> [Aim of the task]:
The only thing to send back is the number of lines below that hold the string "stays".

> [Records for processing]:
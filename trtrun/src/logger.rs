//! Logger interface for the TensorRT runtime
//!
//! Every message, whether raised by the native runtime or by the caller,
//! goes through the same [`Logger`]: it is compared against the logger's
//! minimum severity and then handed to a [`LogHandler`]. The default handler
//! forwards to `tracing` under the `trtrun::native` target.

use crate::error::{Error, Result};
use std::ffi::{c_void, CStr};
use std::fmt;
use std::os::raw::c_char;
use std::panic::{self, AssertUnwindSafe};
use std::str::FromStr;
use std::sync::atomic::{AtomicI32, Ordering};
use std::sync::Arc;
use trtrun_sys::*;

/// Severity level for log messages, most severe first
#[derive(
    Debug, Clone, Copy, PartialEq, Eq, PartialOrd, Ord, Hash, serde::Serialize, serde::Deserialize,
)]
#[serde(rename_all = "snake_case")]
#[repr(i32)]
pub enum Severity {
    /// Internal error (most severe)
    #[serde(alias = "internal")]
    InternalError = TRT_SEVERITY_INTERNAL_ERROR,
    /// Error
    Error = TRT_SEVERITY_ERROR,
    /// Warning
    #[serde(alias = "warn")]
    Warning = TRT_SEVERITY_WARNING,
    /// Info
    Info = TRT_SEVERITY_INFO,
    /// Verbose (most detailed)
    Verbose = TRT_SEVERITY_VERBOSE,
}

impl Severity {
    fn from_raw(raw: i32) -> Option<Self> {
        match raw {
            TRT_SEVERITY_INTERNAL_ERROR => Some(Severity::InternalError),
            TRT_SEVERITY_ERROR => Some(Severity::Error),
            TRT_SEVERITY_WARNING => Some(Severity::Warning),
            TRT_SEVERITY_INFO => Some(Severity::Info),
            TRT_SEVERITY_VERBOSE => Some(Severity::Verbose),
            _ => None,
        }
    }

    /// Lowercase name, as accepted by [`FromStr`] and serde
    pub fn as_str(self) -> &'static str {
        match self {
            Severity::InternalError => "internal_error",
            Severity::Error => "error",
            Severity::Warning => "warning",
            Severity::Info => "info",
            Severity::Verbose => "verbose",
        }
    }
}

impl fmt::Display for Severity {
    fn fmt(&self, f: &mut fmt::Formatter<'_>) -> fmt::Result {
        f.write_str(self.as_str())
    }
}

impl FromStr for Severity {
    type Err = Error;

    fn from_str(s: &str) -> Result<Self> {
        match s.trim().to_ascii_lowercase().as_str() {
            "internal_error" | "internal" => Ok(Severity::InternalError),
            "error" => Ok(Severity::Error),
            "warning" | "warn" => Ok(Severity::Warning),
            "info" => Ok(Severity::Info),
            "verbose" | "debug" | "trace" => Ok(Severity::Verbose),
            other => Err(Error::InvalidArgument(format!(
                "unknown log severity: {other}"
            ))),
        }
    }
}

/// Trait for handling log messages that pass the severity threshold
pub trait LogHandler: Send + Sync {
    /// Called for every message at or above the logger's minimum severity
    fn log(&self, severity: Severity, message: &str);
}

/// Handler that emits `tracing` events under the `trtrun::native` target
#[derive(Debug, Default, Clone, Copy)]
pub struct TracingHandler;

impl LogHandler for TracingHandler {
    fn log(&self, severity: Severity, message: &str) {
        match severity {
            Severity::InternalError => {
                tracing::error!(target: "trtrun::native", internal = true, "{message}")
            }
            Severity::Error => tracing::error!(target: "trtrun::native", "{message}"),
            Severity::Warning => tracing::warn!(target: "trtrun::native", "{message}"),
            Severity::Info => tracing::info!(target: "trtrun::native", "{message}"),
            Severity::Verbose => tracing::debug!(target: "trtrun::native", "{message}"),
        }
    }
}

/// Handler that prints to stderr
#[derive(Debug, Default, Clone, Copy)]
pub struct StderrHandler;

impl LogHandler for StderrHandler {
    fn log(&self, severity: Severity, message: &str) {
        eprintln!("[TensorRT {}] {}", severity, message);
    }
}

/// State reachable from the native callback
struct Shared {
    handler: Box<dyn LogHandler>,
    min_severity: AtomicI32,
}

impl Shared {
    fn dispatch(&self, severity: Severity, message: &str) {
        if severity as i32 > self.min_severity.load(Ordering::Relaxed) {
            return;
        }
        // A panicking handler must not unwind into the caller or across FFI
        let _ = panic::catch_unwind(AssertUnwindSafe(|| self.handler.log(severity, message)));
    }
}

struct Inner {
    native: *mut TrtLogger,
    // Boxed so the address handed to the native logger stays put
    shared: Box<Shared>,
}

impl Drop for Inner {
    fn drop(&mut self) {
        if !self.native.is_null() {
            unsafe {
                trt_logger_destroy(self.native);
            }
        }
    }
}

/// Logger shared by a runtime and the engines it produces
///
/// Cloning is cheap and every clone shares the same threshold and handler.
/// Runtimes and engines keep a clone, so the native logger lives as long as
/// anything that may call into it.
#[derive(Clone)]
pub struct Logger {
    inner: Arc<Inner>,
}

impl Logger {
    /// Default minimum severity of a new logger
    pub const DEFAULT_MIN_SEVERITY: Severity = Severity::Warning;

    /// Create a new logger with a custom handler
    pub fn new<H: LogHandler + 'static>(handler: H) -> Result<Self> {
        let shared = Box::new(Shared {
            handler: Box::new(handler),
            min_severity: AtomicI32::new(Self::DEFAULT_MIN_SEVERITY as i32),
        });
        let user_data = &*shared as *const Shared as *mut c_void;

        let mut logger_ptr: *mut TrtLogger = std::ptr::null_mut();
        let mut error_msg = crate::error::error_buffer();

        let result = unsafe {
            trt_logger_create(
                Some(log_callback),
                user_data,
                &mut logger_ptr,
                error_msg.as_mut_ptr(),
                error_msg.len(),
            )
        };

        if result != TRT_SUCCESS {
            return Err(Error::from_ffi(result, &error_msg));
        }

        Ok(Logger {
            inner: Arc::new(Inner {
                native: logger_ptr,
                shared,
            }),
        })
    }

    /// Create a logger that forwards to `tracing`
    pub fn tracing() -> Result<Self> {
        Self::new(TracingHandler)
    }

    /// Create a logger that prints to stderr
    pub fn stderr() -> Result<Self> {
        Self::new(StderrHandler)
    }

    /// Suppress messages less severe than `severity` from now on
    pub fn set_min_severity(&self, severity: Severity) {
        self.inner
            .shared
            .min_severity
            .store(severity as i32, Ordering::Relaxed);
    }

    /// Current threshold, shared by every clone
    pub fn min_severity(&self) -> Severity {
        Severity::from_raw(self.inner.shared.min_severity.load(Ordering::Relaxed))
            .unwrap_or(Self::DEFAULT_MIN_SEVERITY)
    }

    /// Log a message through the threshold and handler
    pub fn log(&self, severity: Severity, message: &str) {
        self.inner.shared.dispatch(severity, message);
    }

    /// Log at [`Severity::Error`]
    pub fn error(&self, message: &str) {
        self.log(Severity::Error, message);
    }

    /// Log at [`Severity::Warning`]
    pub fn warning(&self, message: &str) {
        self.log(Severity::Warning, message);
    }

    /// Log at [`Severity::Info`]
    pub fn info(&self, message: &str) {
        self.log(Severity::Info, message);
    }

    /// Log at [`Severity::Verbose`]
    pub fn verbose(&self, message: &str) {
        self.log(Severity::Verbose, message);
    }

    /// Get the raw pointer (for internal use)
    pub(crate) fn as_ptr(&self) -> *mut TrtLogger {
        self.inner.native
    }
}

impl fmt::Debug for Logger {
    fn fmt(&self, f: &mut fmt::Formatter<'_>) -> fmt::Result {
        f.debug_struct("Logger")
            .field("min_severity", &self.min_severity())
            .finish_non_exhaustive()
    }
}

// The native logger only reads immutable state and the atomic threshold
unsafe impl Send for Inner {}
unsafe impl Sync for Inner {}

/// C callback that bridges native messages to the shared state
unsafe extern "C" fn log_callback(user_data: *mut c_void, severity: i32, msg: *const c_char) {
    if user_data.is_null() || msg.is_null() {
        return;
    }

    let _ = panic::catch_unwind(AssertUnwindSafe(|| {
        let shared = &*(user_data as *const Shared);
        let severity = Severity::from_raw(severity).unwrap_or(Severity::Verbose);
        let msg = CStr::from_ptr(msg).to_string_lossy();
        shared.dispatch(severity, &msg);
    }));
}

...

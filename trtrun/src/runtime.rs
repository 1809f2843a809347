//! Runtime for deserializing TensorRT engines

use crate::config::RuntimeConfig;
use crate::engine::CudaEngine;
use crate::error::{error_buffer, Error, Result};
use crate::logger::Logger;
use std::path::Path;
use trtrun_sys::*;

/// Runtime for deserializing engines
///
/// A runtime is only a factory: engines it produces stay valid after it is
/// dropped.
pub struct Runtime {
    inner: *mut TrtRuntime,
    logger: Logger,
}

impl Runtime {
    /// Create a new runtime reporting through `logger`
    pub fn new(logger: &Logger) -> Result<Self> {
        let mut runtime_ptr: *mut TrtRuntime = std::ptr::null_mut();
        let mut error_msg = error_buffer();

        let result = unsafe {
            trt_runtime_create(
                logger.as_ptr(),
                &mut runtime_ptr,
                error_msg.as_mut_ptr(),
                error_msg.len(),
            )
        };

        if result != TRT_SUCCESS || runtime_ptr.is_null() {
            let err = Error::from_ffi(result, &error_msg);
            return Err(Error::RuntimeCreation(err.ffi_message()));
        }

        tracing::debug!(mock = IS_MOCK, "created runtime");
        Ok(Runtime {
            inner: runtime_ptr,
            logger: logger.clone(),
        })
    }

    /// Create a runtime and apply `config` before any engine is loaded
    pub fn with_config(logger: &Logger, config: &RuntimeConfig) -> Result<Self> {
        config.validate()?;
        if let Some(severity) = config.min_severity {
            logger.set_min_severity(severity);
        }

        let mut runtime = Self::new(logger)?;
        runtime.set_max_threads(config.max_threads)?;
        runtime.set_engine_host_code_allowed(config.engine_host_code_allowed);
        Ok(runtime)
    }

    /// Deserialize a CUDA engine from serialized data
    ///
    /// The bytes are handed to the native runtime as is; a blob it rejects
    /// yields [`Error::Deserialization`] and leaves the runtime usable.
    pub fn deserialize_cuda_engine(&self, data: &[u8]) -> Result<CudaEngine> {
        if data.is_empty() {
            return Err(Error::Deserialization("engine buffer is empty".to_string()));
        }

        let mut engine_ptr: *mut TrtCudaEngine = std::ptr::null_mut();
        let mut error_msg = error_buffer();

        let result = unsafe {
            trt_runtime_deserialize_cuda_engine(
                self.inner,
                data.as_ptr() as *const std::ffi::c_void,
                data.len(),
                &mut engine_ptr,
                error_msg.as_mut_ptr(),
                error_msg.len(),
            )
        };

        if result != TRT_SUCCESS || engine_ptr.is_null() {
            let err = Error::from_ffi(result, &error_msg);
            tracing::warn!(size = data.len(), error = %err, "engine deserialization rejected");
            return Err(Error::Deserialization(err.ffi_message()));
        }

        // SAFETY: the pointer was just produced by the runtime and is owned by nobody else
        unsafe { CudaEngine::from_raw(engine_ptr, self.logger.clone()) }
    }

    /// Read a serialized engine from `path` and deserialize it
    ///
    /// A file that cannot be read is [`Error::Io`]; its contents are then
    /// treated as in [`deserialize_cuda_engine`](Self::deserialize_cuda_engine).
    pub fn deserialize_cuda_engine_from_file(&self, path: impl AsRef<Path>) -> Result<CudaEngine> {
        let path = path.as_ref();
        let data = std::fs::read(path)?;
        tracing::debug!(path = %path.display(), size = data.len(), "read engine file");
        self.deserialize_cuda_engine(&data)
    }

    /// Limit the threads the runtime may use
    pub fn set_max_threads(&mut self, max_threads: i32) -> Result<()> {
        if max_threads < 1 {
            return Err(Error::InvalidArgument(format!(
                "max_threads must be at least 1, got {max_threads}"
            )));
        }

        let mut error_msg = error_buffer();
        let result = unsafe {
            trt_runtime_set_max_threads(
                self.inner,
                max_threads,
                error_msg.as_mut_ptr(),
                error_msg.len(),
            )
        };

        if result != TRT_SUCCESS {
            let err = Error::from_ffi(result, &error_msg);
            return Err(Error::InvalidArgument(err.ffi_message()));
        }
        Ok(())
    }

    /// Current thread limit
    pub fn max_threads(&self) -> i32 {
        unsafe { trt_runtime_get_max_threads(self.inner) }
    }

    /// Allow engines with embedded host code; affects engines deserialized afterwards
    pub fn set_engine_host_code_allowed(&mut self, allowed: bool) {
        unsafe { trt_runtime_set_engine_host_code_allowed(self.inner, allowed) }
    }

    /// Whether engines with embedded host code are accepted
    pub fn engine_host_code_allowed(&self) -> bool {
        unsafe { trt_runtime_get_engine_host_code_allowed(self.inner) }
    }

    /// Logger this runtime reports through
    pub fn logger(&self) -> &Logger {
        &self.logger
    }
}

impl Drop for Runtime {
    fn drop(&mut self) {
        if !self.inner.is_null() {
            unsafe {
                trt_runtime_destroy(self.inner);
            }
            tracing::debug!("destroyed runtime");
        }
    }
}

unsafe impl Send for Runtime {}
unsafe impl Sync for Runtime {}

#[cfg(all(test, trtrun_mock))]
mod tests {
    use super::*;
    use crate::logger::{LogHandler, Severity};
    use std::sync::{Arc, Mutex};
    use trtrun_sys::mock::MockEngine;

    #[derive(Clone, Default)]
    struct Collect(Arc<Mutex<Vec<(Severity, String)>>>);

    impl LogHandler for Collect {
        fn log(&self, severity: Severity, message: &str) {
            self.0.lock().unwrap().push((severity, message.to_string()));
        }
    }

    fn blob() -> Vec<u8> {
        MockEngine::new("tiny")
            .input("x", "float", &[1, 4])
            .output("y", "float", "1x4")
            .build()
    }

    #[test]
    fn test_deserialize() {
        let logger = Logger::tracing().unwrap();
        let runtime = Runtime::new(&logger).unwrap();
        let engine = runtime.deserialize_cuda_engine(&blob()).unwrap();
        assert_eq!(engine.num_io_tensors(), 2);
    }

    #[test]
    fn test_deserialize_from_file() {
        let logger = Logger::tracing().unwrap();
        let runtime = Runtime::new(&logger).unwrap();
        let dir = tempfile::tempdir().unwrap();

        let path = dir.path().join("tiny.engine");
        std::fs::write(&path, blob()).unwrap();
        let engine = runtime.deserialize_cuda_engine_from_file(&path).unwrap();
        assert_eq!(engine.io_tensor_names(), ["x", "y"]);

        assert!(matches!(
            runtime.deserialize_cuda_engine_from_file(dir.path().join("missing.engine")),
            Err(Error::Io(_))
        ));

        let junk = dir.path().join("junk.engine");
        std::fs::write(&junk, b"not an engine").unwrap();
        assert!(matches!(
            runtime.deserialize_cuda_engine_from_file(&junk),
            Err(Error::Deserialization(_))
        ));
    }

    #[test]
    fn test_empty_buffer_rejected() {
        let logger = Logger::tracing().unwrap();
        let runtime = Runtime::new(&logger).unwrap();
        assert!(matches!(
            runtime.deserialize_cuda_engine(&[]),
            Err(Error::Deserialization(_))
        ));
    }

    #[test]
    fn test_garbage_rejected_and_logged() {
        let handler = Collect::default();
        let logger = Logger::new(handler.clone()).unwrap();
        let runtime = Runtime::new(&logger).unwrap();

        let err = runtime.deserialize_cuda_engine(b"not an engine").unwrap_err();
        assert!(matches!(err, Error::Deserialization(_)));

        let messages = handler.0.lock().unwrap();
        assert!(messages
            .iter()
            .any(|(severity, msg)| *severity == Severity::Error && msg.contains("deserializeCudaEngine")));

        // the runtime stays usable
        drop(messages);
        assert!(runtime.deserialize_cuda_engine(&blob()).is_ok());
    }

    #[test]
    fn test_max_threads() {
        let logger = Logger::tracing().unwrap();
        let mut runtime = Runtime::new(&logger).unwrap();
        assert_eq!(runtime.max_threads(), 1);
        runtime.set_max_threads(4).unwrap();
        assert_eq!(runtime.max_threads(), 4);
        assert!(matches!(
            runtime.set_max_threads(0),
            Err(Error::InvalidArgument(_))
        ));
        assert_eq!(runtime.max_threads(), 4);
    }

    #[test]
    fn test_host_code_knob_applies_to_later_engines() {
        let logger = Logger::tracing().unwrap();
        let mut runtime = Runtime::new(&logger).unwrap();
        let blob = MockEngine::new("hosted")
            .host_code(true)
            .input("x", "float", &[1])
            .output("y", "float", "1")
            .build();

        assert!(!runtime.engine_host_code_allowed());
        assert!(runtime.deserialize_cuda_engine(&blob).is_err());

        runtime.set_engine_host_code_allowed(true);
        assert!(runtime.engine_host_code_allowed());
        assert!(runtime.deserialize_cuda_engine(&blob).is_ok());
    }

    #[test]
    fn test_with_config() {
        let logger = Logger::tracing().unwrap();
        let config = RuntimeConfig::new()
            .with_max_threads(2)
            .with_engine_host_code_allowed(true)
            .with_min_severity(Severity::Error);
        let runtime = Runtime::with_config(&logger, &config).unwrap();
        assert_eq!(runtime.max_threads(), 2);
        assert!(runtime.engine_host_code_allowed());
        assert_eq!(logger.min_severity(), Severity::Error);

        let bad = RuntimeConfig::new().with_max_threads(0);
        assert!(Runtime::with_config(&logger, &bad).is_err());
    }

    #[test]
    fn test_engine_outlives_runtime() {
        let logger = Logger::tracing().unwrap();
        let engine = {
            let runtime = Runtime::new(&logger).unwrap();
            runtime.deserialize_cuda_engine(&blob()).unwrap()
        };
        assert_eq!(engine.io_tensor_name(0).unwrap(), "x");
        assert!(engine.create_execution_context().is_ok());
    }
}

...

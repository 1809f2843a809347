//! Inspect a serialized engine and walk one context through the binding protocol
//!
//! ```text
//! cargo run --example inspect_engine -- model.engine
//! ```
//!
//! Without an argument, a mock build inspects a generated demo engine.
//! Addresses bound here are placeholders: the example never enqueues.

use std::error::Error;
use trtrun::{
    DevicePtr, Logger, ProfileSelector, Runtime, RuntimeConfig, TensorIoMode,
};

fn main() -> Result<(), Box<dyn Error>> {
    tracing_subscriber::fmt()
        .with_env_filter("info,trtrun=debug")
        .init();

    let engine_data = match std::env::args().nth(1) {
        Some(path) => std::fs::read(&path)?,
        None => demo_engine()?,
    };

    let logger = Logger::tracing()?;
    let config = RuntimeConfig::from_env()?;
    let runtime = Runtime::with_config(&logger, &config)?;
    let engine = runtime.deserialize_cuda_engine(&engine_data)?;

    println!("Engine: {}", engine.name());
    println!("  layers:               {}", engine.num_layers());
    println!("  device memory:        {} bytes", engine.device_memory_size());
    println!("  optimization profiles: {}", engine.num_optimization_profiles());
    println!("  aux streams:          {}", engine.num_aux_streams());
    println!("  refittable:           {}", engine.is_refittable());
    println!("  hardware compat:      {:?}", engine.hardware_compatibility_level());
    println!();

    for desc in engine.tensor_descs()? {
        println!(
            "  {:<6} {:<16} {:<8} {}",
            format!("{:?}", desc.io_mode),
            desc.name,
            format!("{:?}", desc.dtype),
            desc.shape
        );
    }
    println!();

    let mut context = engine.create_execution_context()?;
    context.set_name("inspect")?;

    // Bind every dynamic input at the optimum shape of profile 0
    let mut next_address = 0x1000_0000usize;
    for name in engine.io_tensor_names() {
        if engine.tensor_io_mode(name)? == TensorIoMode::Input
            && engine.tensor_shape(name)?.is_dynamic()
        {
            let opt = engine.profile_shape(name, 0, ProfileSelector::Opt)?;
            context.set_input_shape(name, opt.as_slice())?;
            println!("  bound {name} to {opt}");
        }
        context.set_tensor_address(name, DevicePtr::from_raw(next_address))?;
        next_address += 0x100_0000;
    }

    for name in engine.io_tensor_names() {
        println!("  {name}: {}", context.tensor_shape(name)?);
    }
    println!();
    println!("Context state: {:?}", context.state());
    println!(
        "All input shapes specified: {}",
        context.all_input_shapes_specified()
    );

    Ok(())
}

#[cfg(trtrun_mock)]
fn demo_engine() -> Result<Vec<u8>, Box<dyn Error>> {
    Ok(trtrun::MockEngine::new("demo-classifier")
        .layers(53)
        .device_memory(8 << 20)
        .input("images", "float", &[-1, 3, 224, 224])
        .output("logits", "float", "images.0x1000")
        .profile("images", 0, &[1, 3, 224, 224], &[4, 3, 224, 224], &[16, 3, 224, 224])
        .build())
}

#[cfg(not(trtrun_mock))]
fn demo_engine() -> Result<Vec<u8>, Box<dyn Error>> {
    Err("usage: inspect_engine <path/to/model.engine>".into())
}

> [The answer]:
2